Suggest he put the money in a college fund for her or take the money yourself and do that. You "have" to take it because like I said he has every right to contribute to her life even though you dont "need" him to.
quoteposted 15th Jun
Quoting Photographer83:“ I know this is naturally every single moms dream to have the babys father in the picture both, physically ... [snip!] ... off of me, so I can take all of this in. And trust me, I have talked to him many of times. He still does what he wants to do.”
yes but he isnt really doing it for you but your baby hes trying to put his part of being a parent and he's tryint to do what best to supposrt they're child even if you need help or not
quoteposted 15th Jun
Thank you ladies. I really do appreciate all the input I was given.
I just need to figure out how to get passed all of this. I am dealing with major health problems, and not to mention, the sneakiness of her father. I just found out the other day about him changing her information, when I told him it was not necessary, because I have her covered under my insurance.
We did talk this afternoon about all of this, and he still to this day, doesn't believe going behind my back is a bad thing.
He wants me to trust him, to accept him in my life, but how can I, when he goes behind my back and does the complete opposite of what I asked him to do.
I will accept his help, and put it in a trust fund for her, or tell him to do that. I guess just dealing with everything I am dealing with, and not having control over my health, I just wanted something that I could control. I feel that if I am more than capable of providing for my child, then why should I be forced to accept help when I don't need it. I guess thats pride for you though.
quoteposted 15th Jun
Quoting Photographer83:“ I know this is naturally every single moms dream to have the babys father in the picture both, physically ... [snip!] ... off of me, so I can take all of this in. And trust me, I have talked to him many of times. He still does what he wants to do.”

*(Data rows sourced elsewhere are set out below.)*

// ============================================================================
// Tests
// ============================================================================

#[cfg(test)]
mod tests {
    use super::*;
    use crate::config::MetricsConfig;
    use crate::metrics::PerformanceScorer;
    use crate::models::Channel;
    use chrono::Duration;

    struct Fixture {
        db: Arc<Database>,
        jobs: Arc<JobStore>,
        service: CampaignService,
    }

    fn fixture() -> Fixture {
        let db = Arc::new(Database::in_memory().unwrap());
        let jobs = Arc::new(JobStore::new());
        let budget_config = BudgetConfig {
            total_budget: 1_000.0,
            ..Default::default()
        };
        let scorer = PerformanceScorer::new(Arc::clone(&db), MetricsConfig::default());
        let rebalance = Arc::new(RebalanceTrigger::new(
            Arc::clone(&db),
            scorer,
            budget_config.clone(),
        ));
        let service = CampaignService::new(
            Arc::clone(&db),
            Arc::clone(&jobs),
            rebalance,
            SchedulerConfig {
                horizon_months: 1,
                ..Default::default()
            },
            budget_config,
        );
        Fixture { db, jobs, service }
    }

    fn weekly_spec(budget: f64) -> CampaignSpec {
        CampaignSpec {
            name: "weekly-push".to_string(),
            product_id: None,
            channel: Channel::Email,
            frequency: Frequency::Weekly,
            start_time: Utc::now() + Duration::minutes(5),
            budget,
        }
    }

    #[tokio::test]
    async fn test_create_rejects_invalid_spec() {
        let f = fixture();

        let mut spec = weekly_spec(100.0);
        spec.name = "  ".to_string();
        assert!(f.service.create_campaign(spec).is_err());

        let mut spec = weekly_spec(100.0);
        spec.budget = -5.0;
        assert!(f.service.create_campaign(spec).is_err());
    }

    #[tokio::test]
    async fn test_activation_materializes_schedule() {
        let f = fixture();
        let campaign = f.service.create_campaign(weekly_spec(400.0)).unwrap();

        let activated = f.service.activate_campaign(campaign.id).await.unwrap();
        assert_eq!(activated.status, CampaignStatus::Active);

        // Weekly cadence over a one-month horizon: five occurrences
        let occurrences = f.db.occurrences_for_campaign(campaign.id).unwrap();
        assert_eq!(occurrences.len(), 5);
        assert_eq!(f.jobs.len().await, 5);

        // Strictly increasing in generation order
        for pair in occurrences.windows(2) {
            assert!(pair[0].scheduled_time < pair[1].scheduled_time);
        }
    }

    #[tokio::test]
    async fn test_zero_budget_activation_gets_floor() {
        let f = fixture();
        let campaign = f.service.create_campaign(weekly_spec(0.0)).unwrap();

        let activated = f.service.activate_campaign(campaign.id).await.unwrap();
        assert!(activated.budget > 0.0);
    }

    #[tokio::test]
    async fn test_reconcile_is_idempotent() {
        let f = fixture();
        let campaign = f.service.create_campaign(weekly_spec(300.0)).unwrap();
        f.service.activate_campaign(campaign.id).await.unwrap();

        let campaign = f.db.get_campaign(campaign.id).unwrap().unwrap();
        let report = f.service.reconcile_schedule(&campaign).await.unwrap();

        assert!(report.is_noop(), "second reconcile changed {report:?}");
        assert_eq!(report.retained, 5);
    }

    #[tokio::test]
    async fn test_frequency_change_leaves_no_stale_occurrences() {
        let f = fixture();
        let campaign = f.service.create_campaign(weekly_spec(300.0)).unwrap();
        f.service.activate_campaign(campaign.id).await.unwrap();

        let new_start = Utc::now() + Duration::hours(1);
        let report = f
            .service
            .update_schedule(campaign.id, Frequency::Daily, new_start)
            .await
            .unwrap();

        // Old weekly cadence fully replaced by daily cadence
        assert_eq!(report.cancelled, 5);
        assert_eq!(report.created, 31);

        let open = f.db.open_occurrences(campaign.id).unwrap();
        assert_eq!(open.len(), 31);
        for pair in open.windows(2) {
            let gap = pair[1].scheduled_time - pair[0].scheduled_time;
            assert_eq!(gap, Duration::hours(24), "stale cadence survived");
        }
        assert_eq!(f.jobs.len().await, 31);
    }

    #[tokio::test]
    async fn test_pause_cancels_everything() {
        let f = fixture();
        let campaign = f.service.create_campaign(weekly_spec(300.0)).unwrap();
        f.service.activate_campaign(campaign.id).await.unwrap();

        f.service.pause_campaign(campaign.id).await.unwrap();

        let campaign = f.db.get_campaign(campaign.id).unwrap().unwrap();
        assert_eq!(campaign.status, CampaignStatus::Paused);
        assert!(f.db.open_occurrences(campaign.id).unwrap().is_empty());
        assert!(f.jobs.is_empty().await);
    }

    #[tokio::test]
    async fn test_delete_removes_campaign_and_occurrences() {
        let f = fixture();
        let campaign = f.service.create_campaign(weekly_spec(300.0)).unwrap();
        f.service.activate_campaign(campaign.id).await.unwrap();

        f.service.delete_campaign(campaign.id).await.unwrap();

        assert!(f.db.get_campaign(campaign.id).unwrap().is_none());
        assert!(f.db.occurrences_for_campaign(campaign.id).unwrap().is_empty());
        assert!(f.jobs.is_empty().await);
    }

    #[tokio::test]
    async fn test_one_shot_campaign_single_occurrence() {
        let f = fixture();
        let mut spec = weekly_spec(300.0);
        spec.frequency = Frequency::None;
        let campaign = f.service.create_campaign(spec).unwrap();

        f.service.activate_campaign(campaign.id).await.unwrap();
        assert_eq!(f.db.occurrences_for_campaign(campaign.id).unwrap().len(), 1);
    }

    #[tokio::test]
    async fn test_expired_horizon_surfaces_error() {
        let f = fixture();
        let mut spec = weekly_spec(300.0);
        spec.start_time = Utc::now() - Duration::days(400);
        let campaign = f.service.create_campaign(spec).unwrap();

        let result = f.service.activate_campaign(campaign.id).await;
        assert!(result.is_err());
    }

    #[tokio::test]
    async fn test_set_budget_enters_rebalance_path() {
        let f = fixture();
        let campaign = f.service.create_campaign(weekly_spec(500.0)).unwrap();
        f.service.activate_campaign(campaign.id).await.unwrap();

        let outcome = f.service.set_budget(campaign.id, 50.0).await.unwrap();

        // A single active campaign takes the full pool back
        match outcome {
            RebalanceOutcome::Applied { changes, .. } => {
                assert_eq!(changes.len(), 1);
                assert!((changes[0].new - 1_000.0).abs() < 1e-6);
            }
            RebalanceOutcome::Skipped { reason } => panic!("unexpected skip: {reason}"),
        }
    }
}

Honestly, without being rude, just take it and be grateful. Get to know him and allow him to give you this extra money. Spend it on your child, yourself, whatever. NOT accepting it.. if he would take you to court would make you seem like the bad guy. Do you get it? It just seems negative towards your part. I say just take it, say thank you, but let him know that you don't need it. You don't need to give out any personal info that he's trying to GET from you. Maybe he wants to be involved in your life too?